Homi Sethna, the guiding force behind India's first nuclear test in 1974, today waded into the 1998 Pokhran row when he slammed former President A P J Abdul Kalam suggesting he was no qualified authority to rubbish former DRDO scientist K Santhanam's claim that the explosion was not a full success.
Simultaneously, another former chairman of the Atomic Energy Commission(AEC) P K Iyengar alleged that the 1998 tests were done in haste at the bidding of the government of the day. A BJP-led NDA government headed by Atal Behari Vajpayee had just assumed office when India conducted the tests.
The comments by Sethna, who was the AEC chairman in 1974 and now in his eighties, came notwithstanding Prime Minister Manmohan Singh and missile man Kalam setting at rest the controversy over the 1998 nuclear tests.
Kalam, who was Santhanam's boss as head of the Defence and Research Development Organisation(DRDO) in 1998, said the only thermonuclear device (hydrogen bomb) tested produced the "desired yield".

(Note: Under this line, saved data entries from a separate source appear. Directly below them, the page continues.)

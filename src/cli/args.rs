//! Command-line argument parsing.

/// Parsed CLI command to execute.
#[derive(Debug, Clone, PartialEq)]
pub enum CliCommand {
    /// Show version information
    Version,
    /// Show usage
    Help,
    /// Run the TUI application (default)
    RunTui,
}

/// Parse command-line arguments (program name first) into a command.
///
/// Unknown arguments are ignored.
///
/// ```
/// use trivia_tui::cli::args::{parse_args, CliCommand};
///
/// let args = vec!["trivia-tui".to_string(), "--version".to_string()];
/// assert_eq!(parse_args(args.into_iter()), CliCommand::Version);
/// ```
pub fn parse_args<I>(args: I) -> CliCommand
where
    I: Iterator<Item = String>,
{
    for arg in args.skip(1) {
        match arg.as_str() {
            "--version" | "-V" => return CliCommand::Version,
            "--help" | "-h" => return CliCommand::Help,
            _ => {}
        }
    }
    CliCommand::RunTui
}

#[cfg(test)]
mod tests {
    use super::*;

    fn parse(args: &[&str]) -> CliCommand {
        parse_args(args.iter().map(|s| s.to_string()))
    }

    #[test]
    fn test_parse_version_flags() {
        assert_eq!(parse(&["trivia-tui", "--version"]), CliCommand::Version);
        assert_eq!(parse(&["trivia-tui", "-V"]), CliCommand::Version);
    }

    #[test]
    fn test_parse_help_flags() {
        assert_eq!(parse(&["trivia-tui", "--help"]), CliCommand::Help);
        assert_eq!(parse(&["trivia-tui", "-h"]), CliCommand::Help);
    }

    #[test]
    fn test_parse_no_args() {
        assert_eq!(parse(&["trivia-tui"]), CliCommand::RunTui);
    }

    #[test]
    fn test_parse_unknown_flag() {
        assert_eq!(parse(&["trivia-tui", "--unknown"]), CliCommand::RunTui);
    }

    #[test]
    fn test_first_recognized_flag_wins() {
        assert_eq!(parse(&["trivia-tui", "-h", "-V"]), CliCommand::Help);
    }
}
use std::sync::Arc;

use tracing::{debug, info, warn};

use crate::{error::Error, render::RenderedAudioBuffer};


pub type SourceId = u64;


/// Something that can open an audio context. Opening usually has to wait for a user gesture.
pub trait AudioHost {
	type Context: AudioContext;

	fn open(&mut self, sample_rate: u32) -> Result<Self::Context, Error>;
}

/// An open audio context that plays rendered buffers through its output.
pub trait AudioContext {
	type Source: AudioSource;

	fn create_source(&mut self, buffer: Arc<RenderedAudioBuffer>, looping: bool) -> Result<Self::Source, Error>;

	/// Ids of one-shot sources that played to the end since the last call.
	fn take_finished(&mut self) -> Vec<SourceId>;
}

pub trait AudioSource {
	fn id(&self) -> SourceId;

	/// Connects the source to the output and starts it.
	fn start(&mut self) -> Result<(), Error>;

	/// Stops the source and disconnects it from the output.
	fn stop(&mut self) -> Result<(), Error>;
}


#[derive(Clone, Copy, Debug, Default, PartialEq, Eq)]
pub enum PlaybackState {
	#[default]
	Closed,
	Idle,
	Playing,
}


/// Tracks the audio context and the one source allowed to sound at a time.
pub struct PlaybackSession<H: AudioHost> {
	host: Option<H>,
	sample_rate: u32,
	looping: bool,

	context: Option<H::Context>,
	current: Option<<H::Context as AudioContext>::Source>,

	warned_unavailable: bool,
}

impl<H: AudioHost> PlaybackSession<H> {
	pub fn new(host: Option<H>, sample_rate: u32, looping: bool) -> PlaybackSession<H> {
		PlaybackSession {
			host,
			sample_rate,
			looping,
			context: None,
			current: None,
			warned_unavailable: false,
		}
	}

	pub fn state(&self) -> PlaybackState {
		match (&self.context, &self.current) {
			(None, _) => PlaybackState::Closed,
			(Some(_), None) => PlaybackState::Idle,
			(Some(_), Some(_)) => PlaybackState::Playing,
		}
	}

	pub fn is_open(&self) -> bool {
		self.context.is_some()
	}

	pub fn is_available(&self) -> bool {
		self.host.is_some()
	}

	pub fn looping(&self) -> bool {
		self.looping
	}

	/// Applies to sources started after this call.
	pub fn set_looping(&mut self, looping: bool) {
		self.looping = looping;
	}

	/// Opens the audio context once. Without a host this only warns and stays closed.
	pub fn open(&mut self) -> Result<(), Error> {
		if self.context.is_some() {
			return Ok(());
		}

		let Some(host) = self.host.as_mut() else {
			if !self.warned_unavailable {
				warn!("No audio output available, playback is disabled.");
				self.warned_unavailable = true;
			}
			return Ok(());
		};

		self.context = Some(host.open(self.sample_rate)?);
		info!(sample_rate = self.sample_rate, "Audio context opened.");
		Ok(())
	}

	/// Replaces whatever is sounding with `buffer`. A no-op while closed.
	///
	/// Returns whether the buffer was started.
	pub fn trigger(&mut self, buffer: Arc<RenderedAudioBuffer>) -> Result<bool, Error> {
		let Some(context) = self.context.as_mut() else {
			debug!("Trigger ignored, audio context is not open.");
			return Ok(false);
		};

		if let Some(mut previous) = self.current.take() {
			previous.stop()?;
		}

		let mut source = context.create_source(buffer, self.looping)?;
		source.start()?;
		debug!(source = source.id(), looping = self.looping, "Source started.");

		self.current = Some(source);
		Ok(true)
	}

	/// Handles end-of-playback notifications. Returns true if the session went idle.
	pub fn poll(&mut self) -> bool {
		let Some(context) = self.context.as_mut() else {
			return false;
		};

		let finished = context.take_finished();
		let current_finished = self.current.as_ref()
			.is_some_and(|current| finished.contains(&current.id()));

		if current_finished {
			if let Some(source) = self.current.take() {
				debug!(source = source.id(), "Source finished.");
			}
		}

		current_finished
	}

	/// Stops the current source and drops the context.
	pub fn close(&mut self) -> Result<(), Error> {
		if let Some(mut source) = self.current.take() {
			source.stop()?;
		}

		if self.context.take().is_some() {
			info!("Audio context closed.");
		}

		Ok(())
	}
}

"What did he (Kalam) know about extracting, making explosive grade? He didn't know a thing. By being a president he appeared to wear the stature. He relied on atomic energy to gain additional stature," said Sethna about Kalam while talking to CNN-IBN.
"I don't like politicians to interfere specially lay politicians to interfere any more. I firmly believe that they should stay out. When we did the test... The first test there was no politician. It was a raw one. We were lucky that the whole thing collapsed," said Sethna, who in his days in the atomic establishment had the reputation of being a blunt, plainspeaking organisational leader.
Kalam had on August 27 said Pokhran II was a success rubbishing Santhanam's claim that the tests were a "fizzle".